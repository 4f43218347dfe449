use std::{cell::RefCell, fmt, rc::Rc};

use indexmap::IndexMap;

use crate::{
    ast::Stmt,
    diagnostics::{Diagnostic, Result, ScriptError},
    environment::EnvironmentRef,
    runtime::Interpreter,
};

/// Nesting beyond this depth is elided when printing, which also keeps
/// self-referencing structures printable.
const MAX_DISPLAY_DEPTH: usize = 16;

/// A handle to a script value. Cloning shares the underlying value, so
/// arrays and maps mutated through one handle change for every holder.
#[derive(Clone)]
pub struct Value(pub Rc<ValueKind>);

impl Value {
    pub fn new(kind: ValueKind) -> Self {
        Self(Rc::new(kind))
    }

    pub fn unit() -> Self {
        Self::new(ValueKind::Unit)
    }

    pub fn bool(value: bool) -> Self {
        Self::new(ValueKind::Bool(value))
    }

    pub fn int(value: i64) -> Self {
        Self::new(ValueKind::Int(value))
    }

    pub fn float(value: f64) -> Self {
        Self::new(ValueKind::Float(value))
    }

    pub fn string(value: impl Into<String>) -> Self {
        Self::new(ValueKind::String(value.into()))
    }

    pub fn array(values: Vec<Value>) -> Self {
        Self::new(ValueKind::Array(RefCell::new(values)))
    }

    pub fn map(entries: IndexMap<String, Value>) -> Self {
        Self::new(ValueKind::Map(RefCell::new(entries)))
    }

    pub fn module(name: Vec<String>, exports: IndexMap<String, Value>) -> Self {
        Self::new(ValueKind::Module(ModuleValue { name, exports }))
    }

    /// Identity comparison: both handles point at the same value.
    pub fn same(a: &Value, b: &Value) -> bool {
        Rc::ptr_eq(&a.0, &b.0)
    }

    pub fn is_unit(&self) -> bool {
        matches!(&*self.0, ValueKind::Unit)
    }

    pub fn is_truthy(&self) -> bool {
        match &*self.0 {
            ValueKind::Unit => false,
            ValueKind::Bool(b) => *b,
            ValueKind::Int(n) => *n != 0,
            ValueKind::Float(f) => *f != 0.0,
            ValueKind::String(s) => !s.is_empty(),
            ValueKind::Array(values) => !values.borrow().is_empty(),
            ValueKind::Map(map) => !map.borrow().is_empty(),
            ValueKind::Module(module) => !module.exports.is_empty(),
            ValueKind::Function(_) | ValueKind::NativeFunction(_) => true,
        }
    }

    pub fn type_name(&self) -> &'static str {
        match &*self.0 {
            ValueKind::Unit => "Unit",
            ValueKind::Bool(_) => "Bool",
            ValueKind::Int(_) => "Int",
            ValueKind::Float(_) => "Float",
            ValueKind::String(_) => "String",
            ValueKind::Array(_) => "Array",
            ValueKind::Map(_) => "Map",
            ValueKind::Module(_) => "Module",
            ValueKind::Function(_) => "Function",
            ValueKind::NativeFunction(_) => "Function",
        }
    }

    pub fn is_int(&self) -> bool {
        matches!(&*self.0, ValueKind::Int(_))
    }

    pub fn as_str(&self) -> Option<&str> {
        match &*self.0 {
            ValueKind::String(s) => Some(s),
            _ => None,
        }
    }

    pub fn as_array(&self) -> Option<&RefCell<Vec<Value>>> {
        match &*self.0 {
            ValueKind::Array(values) => Some(values),
            _ => None,
        }
    }

    pub fn as_map(&self) -> Option<&RefCell<IndexMap<String, Value>>> {
        match &*self.0 {
            ValueKind::Map(map) => Some(map),
            _ => None,
        }
    }

    pub fn is_composite(&self) -> bool {
        matches!(&*self.0, ValueKind::Array(_) | ValueKind::Map(_))
    }

    /// Copies array elements out so callers never hold a borrow while
    /// running script code.
    pub fn array_snapshot(&self) -> Option<Vec<Value>> {
        self.as_array().map(|values| values.borrow().clone())
    }

    /// Looks up `key` on a map, returning `None` for other kinds too.
    pub fn get_field(&self, key: &str) -> Option<Value> {
        self.as_map().and_then(|map| map.borrow().get(key).cloned())
    }

    fn write_display(&self, f: &mut fmt::Formatter<'_>, depth: usize, quoted: bool) -> fmt::Result {
        match &*self.0 {
            ValueKind::Unit => write!(f, "none"),
            ValueKind::Bool(b) => write!(f, "{b}"),
            ValueKind::Int(n) => write!(f, "{n}"),
            ValueKind::Float(n) => write!(f, "{n}"),
            ValueKind::String(s) if quoted => write!(f, "\"{s}\""),
            ValueKind::String(s) => write!(f, "{s}"),
            ValueKind::Array(_) | ValueKind::Map(_) if depth >= MAX_DISPLAY_DEPTH => {
                write!(f, "...")
            }
            ValueKind::Array(values) => {
                write!(f, "[")?;
                for (idx, value) in values.borrow().iter().enumerate() {
                    if idx > 0 {
                        write!(f, ", ")?;
                    }
                    value.write_display(f, depth + 1, true)?;
                }
                write!(f, "]")
            }
            ValueKind::Map(map) => {
                write!(f, "{{")?;
                for (idx, (key, value)) in map.borrow().iter().enumerate() {
                    if idx > 0 {
                        write!(f, ", ")?;
                    }
                    write!(f, "{key}: ")?;
                    value.write_display(f, depth + 1, true)?;
                }
                write!(f, "}}")
            }
            ValueKind::Module(module) => write!(f, "<module {}>", module.name.join(".")),
            ValueKind::Function(fun) => write!(
                f,
                "<fn {}>",
                fun.name.clone().unwrap_or_else(|| "anonymous".into())
            ),
            ValueKind::NativeFunction(fun) => write!(f, "<native fn {}>", fun.name),
        }
    }
}

impl fmt::Debug for Value {
    fn fmt(&self, f: &mut fmt::Formatter<'_>) -> fmt::Result {
        self.write_display(f, 0, true)
    }
}

impl fmt::Display for Value {
    fn fmt(&self, f: &mut fmt::Formatter<'_>) -> fmt::Result {
        self.write_display(f, 0, false)
    }
}

pub enum ValueKind {
    Unit,
    Bool(bool),
    Int(i64),
    Float(f64),
    String(String),
    Array(RefCell<Vec<Value>>),
    Map(RefCell<IndexMap<String, Value>>),
    Module(ModuleValue),
    Function(UserFunction),
    NativeFunction(NativeFunction),
}

/// A read-only namespace such as `std.math`.
pub struct ModuleValue {
    pub name: Vec<String>,
    pub exports: IndexMap<String, Value>,
}

pub struct UserFunction {
    pub name: Option<String>,
    pub params: Vec<String>,
    pub body: Vec<Stmt>,
    pub env: EnvironmentRef,
    /// Lambdas with an expression body yield their last value.
    pub implicit_return: bool,
    /// Receiver captured by lambdas; `fn` declarations have none.
    pub captured_this: Option<Value>,
}

pub type NativeCallback = fn(&mut Interpreter, &[Value]) -> Result<Value>;

pub struct NativeFunction {
    pub name: &'static str,
    pub arity: usize,
    pub callback: NativeCallback,
}

impl NativeFunction {
    pub fn call(&self, interpreter: &mut Interpreter, args: &[Value]) -> Result<Value> {
        if self.arity != usize::MAX && args.len() != self.arity {
            return Err(ScriptError::from(Diagnostic::runtime(format!(
                "function `{}` expected {} arguments but received {}",
                self.name,
                self.arity,
                args.len()
            ))));
        }
        (self.callback)(interpreter, args)
    }
}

WHAT YOU HAVE TO DO: When you answer, retype all of the material exactly as it appears above.

RESULT FOR THIS EXERCISE:
repository 4f43218347dfe449
use std::{cell::RefCell, fmt, rc::Rc};

use indexmap::IndexMap;

use crate::{
    ast::Stmt,
    diagnostics::{Diagnostic, Result, ScriptError},
    environment::EnvironmentRef,
    runtime::Interpreter,
};

/// Nesting beyond this depth is elided when printing, which also keeps
/// self-referencing structures printable.
const MAX_DISPLAY_DEPTH: usize = 16;

/// A handle to a script value. Cloning shares the underlying value, so
/// arrays and maps mutated through one handle change for every holder.
#[derive(Clone)]
pub struct Value(pub Rc<ValueKind>);

impl Value {
    pub fn new(kind: ValueKind) -> Self {
        Self(Rc::new(kind))
    }

    pub fn unit() -> Self {
        Self::new(ValueKind::Unit)
    }

    pub fn bool(value: bool) -> Self {
        Self::new(ValueKind::Bool(value))
    }

    pub fn int(value: i64) -> Self {
        Self::new(ValueKind::Int(value))
    }

    pub fn float(value: f64) -> Self {
        Self::new(ValueKind::Float(value))
    }

    pub fn string(value: impl Into<String>) -> Self {
        Self::new(ValueKind::String(value.into()))
    }

    pub fn array(values: Vec<Value>) -> Self {
        Self::new(ValueKind::Array(RefCell::new(values)))
    }

    pub fn map(entries: IndexMap<String, Value>) -> Self {
        Self::new(ValueKind::Map(RefCell::new(entries)))
    }

    pub fn module(name: Vec<String>, exports: IndexMap<String, Value>) -> Self {
        Self::new(ValueKind::Module(ModuleValue { name, exports }))
    }

    /// Identity comparison: both handles point at the same value.
    pub fn same(a: &Value, b: &Value) -> bool {
        Rc::ptr_eq(&a.0, &b.0)
    }

    pub fn is_unit(&self) -> bool {
        matches!(&*self.0, ValueKind::Unit)
    }

    pub fn is_truthy(&self) -> bool {
        match &*self.0 {
            ValueKind::Unit => false,
            ValueKind::Bool(b) => *b,
            ValueKind::Int(n) => *n != 0,
            ValueKind::Float(f) => *f != 0.0,
            ValueKind::String(s) => !s.is_empty(),
            ValueKind::Array(values) => !values.borrow().is_empty(),
            ValueKind::Map(map) => !map.borrow().is_empty(),
            ValueKind::Module(module) => !module.exports.is_empty(),
            ValueKind::Function(_) | ValueKind::NativeFunction(_) => true,
        }
    }

    pub fn type_name(&self) -> &'static str {
        match &*self.0 {
            ValueKind::Unit => "Unit",
            ValueKind::Bool(_) => "Bool",
            ValueKind::Int(_) => "Int",
            ValueKind::Float(_) => "Float",
            ValueKind::String(_) => "String",
            ValueKind::Array(_) => "Array",
            ValueKind::Map(_) => "Map",
            ValueKind::Module(_) => "Module",
            ValueKind::Function(_) => "Function",
            ValueKind::NativeFunction(_) => "Function",
        }
    }

    pub fn is_int(&self) -> bool {
        matches!(&*self.0, ValueKind::Int(_))
    }

    pub fn as_str(&self) -> Option<&str> {
        match &*self.0 {
            ValueKind::String(s) => Some(s),
            _ => None,
        }
    }

    pub fn as_array(&self) -> Option<&RefCell<Vec<Value>>> {
        match &*self.0 {
            ValueKind::Array(values) => Some(values),
            _ => None,
        }
    }

    pub fn as_map(&self) -> Option<&RefCell<IndexMap<String, Value>>> {
        match &*self.0 {
            ValueKind::Map(map) => Some(map),
            _ => None,
        }
    }

    pub fn is_composite(&self) -> bool {
        matches!(&*self.0, ValueKind::Array(_) | ValueKind::Map(_))
    }

    /// Copies array elements out so callers never hold a borrow while
    /// running script code.
    pub fn array_snapshot(&self) -> Option<Vec<Value>> {
        self.as_array().map(|values| values.borrow().clone())
    }

    /// Looks up `key` on a map, returning `None` for other kinds too.
    pub fn get_field(&self, key: &str) -> Option<Value> {
        self.as_map().and_then(|map| map.borrow().get(key).cloned())
    }

    fn write_display(&self, f: &mut fmt::Formatter<'_>, depth: usize, quoted: bool) -> fmt::Result {
        match &*self.0 {
            ValueKind::Unit => write!(f, "none"),
            ValueKind::Bool(b) => write!(f, "{b}"),
            ValueKind::Int(n) => write!(f, "{n}"),
            ValueKind::Float(n) => write!(f, "{n}"),
            ValueKind::String(s) if quoted => write!(f, "\"{s}\""),
            ValueKind::String(s) => write!(f, "{s}"),
            ValueKind::Array(_) | ValueKind::Map(_) if depth >= MAX_DISPLAY_DEPTH => {
                write!(f, "...")
            }
            ValueKind::Array(values) => {
                write!(f, "[")?;
                for (idx, value) in values.borrow().iter().enumerate() {
                    if idx > 0 {
                        write!(f, ", ")?;
                    }
                    value.write_display(f, depth + 1, true)?;
                }
                write!(f, "]")
            }
            ValueKind::Map(map) => {
                write!(f, "{{")?;
                for (idx, (key, value)) in map.borrow().iter().enumerate() {
                    if idx > 0 {
                        write!(f, ", ")?;
                    }
                    write!(f, "{key}: ")?;
                    value.write_display(f, depth + 1, true)?;
                }
                write!(f, "}}")
            }
            ValueKind::Module(module) => write!(f, "<module {}>", module.name.join(".")),
            ValueKind::Function(fun) => write!(
                f,
                "<fn {}>",
                fun.name.clone().unwrap_or_else(|| "anonymous".into())
            ),
            ValueKind::NativeFunction(fun) => write!(f, "<native fn {}>", fun.name),
        }
    }
}

impl fmt::Debug for Value {
    fn fmt(&self, f: &mut fmt::Formatter<'_>) -> fmt::Result {
        self.write_display(f, 0, true)
    }
}

impl fmt::Display for Value {
    fn fmt(&self, f: &mut fmt::Formatter<'_>) -> fmt::Result {
        self.write_display(f, 0, false)
    }
}

pub enum ValueKind {
    Unit,
    Bool(bool),
    Int(i64),
    Float(f64),
    String(String),
    Array(RefCell<Vec<Value>>),
    Map(RefCell<IndexMap<String, Value>>),
    Module(ModuleValue),
    Function(UserFunction),
    NativeFunction(NativeFunction),
}

/// A read-only namespace such as `std.math`.
pub struct ModuleValue {
    pub name: Vec<String>,
    pub exports: IndexMap<String, Value>,
}

pub struct UserFunction {
    pub name: Option<String>,
    pub params: Vec<String>,
    pub body: Vec<Stmt>,
    pub env: EnvironmentRef,
    /// Lambdas with an expression body yield their last value.
    pub implicit_return: bool,
    /// Receiver captured by lambdas; `fn` declarations have none.
    pub captured_this: Option<Value>,
}

pub type NativeCallback = fn(&mut Interpreter, &[Value]) -> Result<Value>;

pub struct NativeFunction {
    pub name: &'static str,
    pub arity: usize,
    pub callback: NativeCallback,
}

impl NativeFunction {
    pub fn call(&self, interpreter: &mut Interpreter, args: &[Value]) -> Result<Value> {
        if self.arity != usize::MAX && args.len() != self.arity {
            return Err(ScriptError::from(Diagnostic::runtime(format!(
                "function `{}` expected {} arguments but received {}",
                self.name,
                self.arity,
                args.len()
            ))));
        }
        (self.callback)(interpreter, args)
    }
}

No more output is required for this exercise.